- **Input**

_ _ _ _ _

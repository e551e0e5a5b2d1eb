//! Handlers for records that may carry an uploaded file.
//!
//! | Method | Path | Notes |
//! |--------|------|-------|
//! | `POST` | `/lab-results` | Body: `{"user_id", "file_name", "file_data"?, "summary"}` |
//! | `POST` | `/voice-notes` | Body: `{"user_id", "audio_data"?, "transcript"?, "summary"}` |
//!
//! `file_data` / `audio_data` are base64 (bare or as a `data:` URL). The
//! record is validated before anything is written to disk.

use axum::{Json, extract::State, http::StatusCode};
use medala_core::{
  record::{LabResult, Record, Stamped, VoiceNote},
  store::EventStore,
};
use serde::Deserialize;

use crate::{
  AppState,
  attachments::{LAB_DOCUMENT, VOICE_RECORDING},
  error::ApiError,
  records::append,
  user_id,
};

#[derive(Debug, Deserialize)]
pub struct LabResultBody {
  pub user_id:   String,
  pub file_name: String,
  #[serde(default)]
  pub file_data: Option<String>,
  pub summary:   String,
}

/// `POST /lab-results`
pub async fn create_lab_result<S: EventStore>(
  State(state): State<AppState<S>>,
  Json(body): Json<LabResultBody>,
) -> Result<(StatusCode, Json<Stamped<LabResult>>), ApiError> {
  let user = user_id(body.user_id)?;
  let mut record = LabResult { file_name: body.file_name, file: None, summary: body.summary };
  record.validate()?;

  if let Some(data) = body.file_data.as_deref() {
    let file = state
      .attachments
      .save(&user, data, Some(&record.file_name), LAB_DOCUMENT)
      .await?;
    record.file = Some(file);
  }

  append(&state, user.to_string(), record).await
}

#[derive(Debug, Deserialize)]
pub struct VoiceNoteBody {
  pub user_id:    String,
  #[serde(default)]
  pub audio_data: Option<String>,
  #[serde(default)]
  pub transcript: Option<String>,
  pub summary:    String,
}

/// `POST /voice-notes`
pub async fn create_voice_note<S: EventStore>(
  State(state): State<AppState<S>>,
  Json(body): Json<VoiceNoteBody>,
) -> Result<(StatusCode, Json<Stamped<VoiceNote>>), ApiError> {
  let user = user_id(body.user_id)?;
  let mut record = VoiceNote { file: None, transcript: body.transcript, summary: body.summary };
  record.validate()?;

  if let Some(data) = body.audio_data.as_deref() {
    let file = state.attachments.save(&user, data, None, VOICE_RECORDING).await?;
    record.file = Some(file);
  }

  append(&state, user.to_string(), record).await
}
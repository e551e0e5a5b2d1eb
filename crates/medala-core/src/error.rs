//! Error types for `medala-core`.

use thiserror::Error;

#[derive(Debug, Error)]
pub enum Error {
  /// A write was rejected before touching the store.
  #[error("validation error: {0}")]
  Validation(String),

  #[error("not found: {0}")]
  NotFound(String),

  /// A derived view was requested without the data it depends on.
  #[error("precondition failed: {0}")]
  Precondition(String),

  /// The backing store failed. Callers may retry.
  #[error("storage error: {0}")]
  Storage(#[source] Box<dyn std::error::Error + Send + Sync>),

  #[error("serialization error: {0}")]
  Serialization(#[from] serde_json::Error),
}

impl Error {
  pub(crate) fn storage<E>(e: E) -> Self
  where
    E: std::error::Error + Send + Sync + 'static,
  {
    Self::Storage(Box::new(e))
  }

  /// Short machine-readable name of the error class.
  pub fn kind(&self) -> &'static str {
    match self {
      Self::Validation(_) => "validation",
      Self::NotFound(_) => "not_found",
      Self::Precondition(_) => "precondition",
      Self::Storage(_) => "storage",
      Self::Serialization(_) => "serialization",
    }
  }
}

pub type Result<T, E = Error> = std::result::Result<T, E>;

_ _ _ _ _

- **Exercise directions**
Each record above has to be set down again, exactly and completely.

- **Exercise output**
repository e551e0e5a5b2d1eb
//! Handlers for records that may carry an uploaded file.
//!
//! | Method | Path | Notes |
//! |--------|------|-------|
//! | `POST` | `/lab-results` | Body: `{"user_id", "file_name", "file_data"?, "summary"}` |
//! | `POST` | `/voice-notes` | Body: `{"user_id", "audio_data"?, "transcript"?, "summary"}` |
//!
//! `file_data` / `audio_data` are base64 (bare or as a `data:` URL). The
//! record is validated before anything is written to disk.

use axum::{Json, extract::State, http::StatusCode};
use medala_core::{
  record::{LabResult, Record, Stamped, VoiceNote},
  store::EventStore,
};
use serde::Deserialize;

use crate::{
  AppState,
  attachments::{LAB_DOCUMENT, VOICE_RECORDING},
  error::ApiError,
  records::append,
  user_id,
};

#[derive(Debug, Deserialize)]
pub struct LabResultBody {
  pub user_id:   String,
  pub file_name: String,
  #[serde(default)]
  pub file_data: Option<String>,
  pub summary:   String,
}

/// `POST /lab-results`
pub async fn create_lab_result<S: EventStore>(
  State(state): State<AppState<S>>,
  Json(body): Json<LabResultBody>,
) -> Result<(StatusCode, Json<Stamped<LabResult>>), ApiError> {
  let user = user_id(body.user_id)?;
  let mut record = LabResult { file_name: body.file_name, file: None, summary: body.summary };
  record.validate()?;

  if let Some(data) = body.file_data.as_deref() {
    let file = state
      .attachments
      .save(&user, data, Some(&record.file_name), LAB_DOCUMENT)
      .await?;
    record.file = Some(file);
  }

  append(&state, user.to_string(), record).await
}

#[derive(Debug, Deserialize)]
pub struct VoiceNoteBody {
  pub user_id:    String,
  #[serde(default)]
  pub audio_data: Option<String>,
  #[serde(default)]
  pub transcript: Option<String>,
  pub summary:    String,
}

/// `POST /voice-notes`
pub async fn create_voice_note<S: EventStore>(
  State(state): State<AppState<S>>,
  Json(body): Json<VoiceNoteBody>,
) -> Result<(StatusCode, Json<Stamped<VoiceNote>>), ApiError> {
  let user = user_id(body.user_id)?;
  let mut record = VoiceNote { file: None, transcript: body.transcript, summary: body.summary };
  record.validate()?;

  if let Some(data) = body.audio_data.as_deref() {
    let file = state.attachments.save(&user, data, None, VOICE_RECORDING).await?;
    record.file = Some(file);
  }

  append(&state, user.to_string(), record).await
}
repository e551e0e5a5b2d1eb
filename crates/medala-core/src/error.rs
//! Error types for `medala-core`.

use thiserror::Error;

#[derive(Debug, Error)]
pub enum Error {
  /// A write was rejected before touching the store.
  #[error("validation error: {0}")]
  Validation(String),

  #[error("not found: {0}")]
  NotFound(String),

  /// A derived view was requested without the data it depends on.
  #[error("precondition failed: {0}")]
  Precondition(String),

  /// The backing store failed. Callers may retry.
  #[error("storage error: {0}")]
  Storage(#[source] Box<dyn std::error::Error + Send + Sync>),

  #[error("serialization error: {0}")]
  Serialization(#[from] serde_json::Error),
}

impl Error {
  pub(crate) fn storage<E>(e: E) -> Self
  where
    E: std::error::Error + Send + Sync + 'static,
  {
    Self::Storage(Box::new(e))
  }

  /// Short machine-readable name of the error class.
  pub fn kind(&self) -> &'static str {
    match self {
      Self::Validation(_) => "validation",
      Self::NotFound(_) => "not_found",
      Self::Precondition(_) => "precondition",
      Self::Storage(_) => "storage",
      Self::Serialization(_) => "serialization",
    }
  }
}

pub type Result<T, E = Error> = std::result::Result<T, E>;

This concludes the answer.